Todo pasó porque a veces hacemos paseos random con mis hijos. Esta vez me tocó con Tomás subirme al metro y decirle: vamos a la parada que vos quieras. Y con su dedo hermoso señaló una parada impronunciable. Es lo que tiene Tokio: que uno se siente seguro en todos lados.
No sé por qué al final le dije: me gusta el nombre de esta parada, bajémonos.
Salimos al Tokyo Garden Terrace Kioicho en Nagatacho St, un edificio muy lujoso con gente muy elegante. En Tokio, muchas paradas de metro son en altura, otras están dentro de mega edificios de oficinas y centros comerciales. En este caso, salimos a un hotel cinco estrellas con catefeterías como Sturbucks y Dean&Deluca.

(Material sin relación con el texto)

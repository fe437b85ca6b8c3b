//! Transcript log entries.

use chrono::{DateTime, Utc};
use serde::{Deserialize, Serialize};
use std::fmt;
use std::str::FromStr;

/// Whether an entry was fed to the agent or produced by it.
#[derive(Debug, Clone, Copy, PartialEq, Eq, Hash, Serialize, Deserialize)]
#[serde(rename_all = "snake_case")]
pub enum Direction {
    /// Prompt handed to the agent.
    In,
    /// Output captured from the agent's process (stdout and stderr alike).
    Out,
}

impl Direction {
    /// Returns the storage/display name of this direction.
    pub fn as_str(&self) -> &'static str {
        match self {
            Direction::In => "in",
            Direction::Out => "out",
        }
    }
}

impl fmt::Display for Direction {
    fn fmt(&self, f: &mut fmt::Formatter<'_>) -> fmt::Result {
        f.write_str(self.as_str())
    }
}

impl FromStr for Direction {
    type Err = String;

    fn from_str(s: &str) -> Result<Self, Self::Err> {
        match s {
            "in" => Ok(Direction::In),
            "out" => Ok(Direction::Out),
            other => Err(format!("unknown direction: {}", other)),
        }
    }
}

/// Source stream of a log entry.
#[derive(Debug, Clone, Copy, PartialEq, Eq, Hash, Serialize, Deserialize)]
#[serde(rename_all = "snake_case")]
pub enum LogStream {
    /// Process standard output.
    Stdout,
    /// Process standard error.
    Stderr,
    /// Conventional tag for inbound (prompt) entries.
    In,
}

impl LogStream {
    /// Returns the storage/display name of this stream.
    pub fn as_str(&self) -> &'static str {
        match self {
            LogStream::Stdout => "stdout",
            LogStream::Stderr => "stderr",
            LogStream::In => "in",
        }
    }
}

impl fmt::Display for LogStream {
    fn fmt(&self, f: &mut fmt::Formatter<'_>) -> fmt::Result {
        f.write_str(self.as_str())
    }
}

/// One immutable transcript line for an agent.
#[derive(Debug, Clone, PartialEq, Serialize, Deserialize)]
pub struct LogEntry {
    /// Agent the entry belongs to.
    pub agent_id: String,
    /// Prompt-in or process-out.
    pub direction: Direction,
    /// Source stream.
    pub stream: LogStream,
    /// Verbatim content.
    pub content: String,
    /// When the entry was written.
    pub created_at: DateTime<Utc>,
}

impl LogEntry {
    /// Creates a new entry stamped with the current time.
    pub fn new(
        agent_id: impl Into<String>,
        direction: Direction,
        stream: LogStream,
        content: impl Into<String>,
    ) -> Self {
        Self {
            agent_id: agent_id.into(),
            direction,
            stream,
            content: content.into(),
            created_at: Utc::now(),
        }
    }
}

#[cfg(test)]
mod tests {
    use super::*;

    #[test]
    fn test_direction_parse() {
        assert_eq!("in".parse::<Direction>().unwrap(), Direction::In);
        assert_eq!("out".parse::<Direction>().unwrap(), Direction::Out);
        assert!("sideways".parse::<Direction>().is_err());
    }

    #[test]
    fn test_entry_serialization() {
        let entry = LogEntry::new("w", Direction::Out, LogStream::Stderr, "boom");
        let json = serde_json::to_value(&entry).unwrap();
        assert_eq!(json["direction"], "out");
        assert_eq!(json["stream"], "stderr");
        assert_eq!(json["content"], "boom");
    }
}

Los mimos y los niños en Japón
Con Tomás caminamos de la mano y eso ya llama la atención, porque acá los niños van solos o, a lo sumo, el padre al lado del niño. Yo, cada tanto, intento que vayamos más sueltos, más que nada para que se acostumbre a ir solo o tenga más noción del camino.

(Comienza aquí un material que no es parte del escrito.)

//! Vendor adapters for Otto workers.
//!
//! An adapter knows how to turn a prompt and a session reference into the
//! command line of its vendor CLI. Process management and output capture
//! live in `otto-runtime`; adapters only build commands.
//!
//! # Example
//!
//! ```
//! use otto_adapters::{AdapterRegistry, SessionRef};
//!
//! let registry = AdapterRegistry::new();
//! let adapter = registry.get("codex").unwrap();
//!
//! let (command, args) = adapter.launch_command("fix the build", &SessionRef::None);
//! assert_eq!(command, "codex");
//! assert_eq!(args, vec!["exec", "--json", "fix the build"]);
//! ```

pub mod claude;
pub mod codex;
pub mod registry;
pub mod traits;

pub use claude::ClaudeAdapter;
pub use codex::CodexAdapter;
pub use registry::AdapterRegistry;
pub use traits::{AdapterInfo, AgentAdapter, SessionRef};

Me doy cuenta de que es liberador también andar suelta. Él todavía quiere que lo vaya a buscar al colegio, aunque ya muchos de sus amigos se van solos. A mí me encanta buscarlo y sigo esperando ese abrazo que me rompe la espalda.

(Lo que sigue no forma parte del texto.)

//! LMDB environment shared by every Otto store.

use std::fs;
use std::path::{Path, PathBuf};

use heed::types::{Bytes, Str};
use heed::{Database, Env, EnvOpenOptions, RoTxn, RwTxn};
use serde::de::DeserializeOwned;
use serde::Serialize;

use crate::agent_store::AgentRegistry;
use crate::error::{PersistenceError, Result};
use crate::ids::IdentifierGenerator;
use crate::log_store::LogStore;
use crate::message_store::MessageStore;
use crate::task_store::TaskStore;

const AGENTS_DB: &str = "agents";
const MESSAGES_DB: &str = "messages";
const MESSAGE_IDS_DB: &str = "message_ids";
const LOGS_DB: &str = "logs";
const TASKS_DB: &str = "tasks";
const META_DB: &str = "meta";

/// Named databases inside the environment.
///
/// ```text
/// agents       agent id       -> Agent (json)
/// messages     sequence key   -> Message (json)
/// message_ids  message id     -> sequence key
/// logs         agent id/seq   -> LogEntry (json)
/// tasks        task id        -> Task (json)
/// meta         counter name   -> u64 (big endian)
/// ```
#[derive(Clone, Copy)]
pub(crate) struct Databases {
    pub(crate) agents: Database<Str, Bytes>,
    pub(crate) messages: Database<Str, Bytes>,
    pub(crate) message_ids: Database<Str, Str>,
    pub(crate) logs: Database<Str, Bytes>,
    pub(crate) tasks: Database<Str, Bytes>,
    pub(crate) meta: Database<Str, Bytes>,
}

/// Handle to the embedded store.
///
/// Cloning is cheap; all clones share the same environment.
#[derive(Clone)]
pub struct Store {
    env: Env,
    path: PathBuf,
    pub(crate) dbs: Databases,
}

impl Store {
    /// Opens (or creates) the store in `path`.
    ///
    /// # Arguments
    /// * `path` - Directory holding the LMDB files
    /// * `map_size_mb` - Maximum size of the environment in megabytes
    ///
    /// # Errors
    /// Returns an error if the directory cannot be created or LMDB cannot
    /// open the environment.
    pub fn open(path: impl AsRef<Path>, map_size_mb: usize) -> Result<Self> {
        let path = path.as_ref().to_path_buf();
        if !path.exists() {
            fs::create_dir_all(&path).map_err(|source| PersistenceError::DirectoryError {
                path: path.clone(),
                source,
            })?;
        }

        // SAFETY: the environment is opened once per process per directory and
        // the files are only ever modified through LMDB.
        let env = unsafe {
            EnvOpenOptions::new()
                .map_size(map_size_mb * 1024 * 1024)
                .max_dbs(8)
                .open(&path)?
        };

        let mut wtxn = env.write_txn()?;
        let dbs = Databases {
            agents: env.create_database(&mut wtxn, Some(AGENTS_DB))?,
            messages: env.create_database(&mut wtxn, Some(MESSAGES_DB))?,
            message_ids: env.create_database(&mut wtxn, Some(MESSAGE_IDS_DB))?,
            logs: env.create_database(&mut wtxn, Some(LOGS_DB))?,
            tasks: env.create_database(&mut wtxn, Some(TASKS_DB))?,
            meta: env.create_database(&mut wtxn, Some(META_DB))?,
        };
        wtxn.commit()?;

        Ok(Self { env, path, dbs })
    }

    /// Returns the directory backing this store.
    pub fn path(&self) -> &Path {
        &self.path
    }

    /// Agent records and status transitions.
    pub fn agents(&self) -> AgentRegistry<'_> {
        AgentRegistry::new(self)
    }

    /// Bus messages.
    pub fn messages(&self) -> MessageStore<'_> {
        MessageStore::new(self)
    }

    /// Transcript log entries.
    pub fn logs(&self) -> LogStore<'_> {
        LogStore::new(self)
    }

    /// Orchestrator tasks.
    pub fn tasks(&self) -> TaskStore<'_> {
        TaskStore::new(self)
    }

    /// Collision-checked identifier allocation.
    pub fn ids(&self) -> IdentifierGenerator<'_> {
        IdentifierGenerator::new(self)
    }

    pub(crate) fn read_txn(&self) -> Result<RoTxn<'_>> {
        Ok(self.env.read_txn()?)
    }

    pub(crate) fn write_txn(&self) -> Result<RwTxn<'_>> {
        Ok(self.env.write_txn()?)
    }

    /// Increments and returns the named counter inside `wtxn`.
    ///
    /// Counters start at 1. Because LMDB has a single writer, values are
    /// unique and strictly increasing in commit order.
    pub(crate) fn next_sequence(&self, wtxn: &mut RwTxn<'_>, counter: &str) -> Result<u64> {
        let current = match self.dbs.meta.get(wtxn, counter)? {
            Some(bytes) => {
                let raw: [u8; 8] = bytes.try_into().map_err(|_| {
                    PersistenceError::InvalidData(format!("corrupt counter {}", counter))
                })?;
                u64::from_be_bytes(raw)
            }
            None => 0,
        };
        let next = current + 1;
        self.dbs.meta.put(wtxn, counter, &next.to_be_bytes())?;
        Ok(next)
    }
}

/// Zero-padded so lexicographic key order equals numeric order.
pub(crate) fn sequence_key(seq: u64) -> String {
    format!("{:020}", seq)
}

pub(crate) fn encode<T: Serialize>(value: &T) -> Result<Vec<u8>> {
    Ok(serde_json::to_vec(value)?)
}

pub(crate) fn decode<T: DeserializeOwned>(bytes: &[u8]) -> Result<T> {
    Ok(serde_json::from_slice(bytes)?)
}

En Japón no se mima en exceso a los niños. Eso contrasta con el fuerte universo infantil que hay en toda la estética de la ciudad. Los buses, los camiones, los peluches, la ropa, incluso los perros. En efecto, el mundo adulto es muy cute pero eso no se traduce en un mayor contacto físico con los niños.
Un oasis en la ciudad
Caminamos unos metros. Sin embargo, en cuanto cruzamos el puente, pasa algo. Se suelta de mi mano y se asoma a la barandilla. Nos damos cuenta de que estamos atravesando lo que parece un río, aunque luego investigando constato que son las aguas caudalosas del foso que rodea los jardines del Castillo de Edo (Tokio está llena de cursos de agua que la atraviesan). Lo que vimos desde el puente se transforma en entusiasmo desenfrenado.
Las barcas pesqueras.
Tom me tira de la mano. Yo me pongo medio tensa porque nunca he pescado en mi vida y no sé bien qué hacer. Pero como todo en Japón, como en la vida, me la paso hablando con extraños y resolviendo asuntos. Me gusta ser extranjera. Me gusta ser extraña para ellos y me gusta que ellos me sean exóticos.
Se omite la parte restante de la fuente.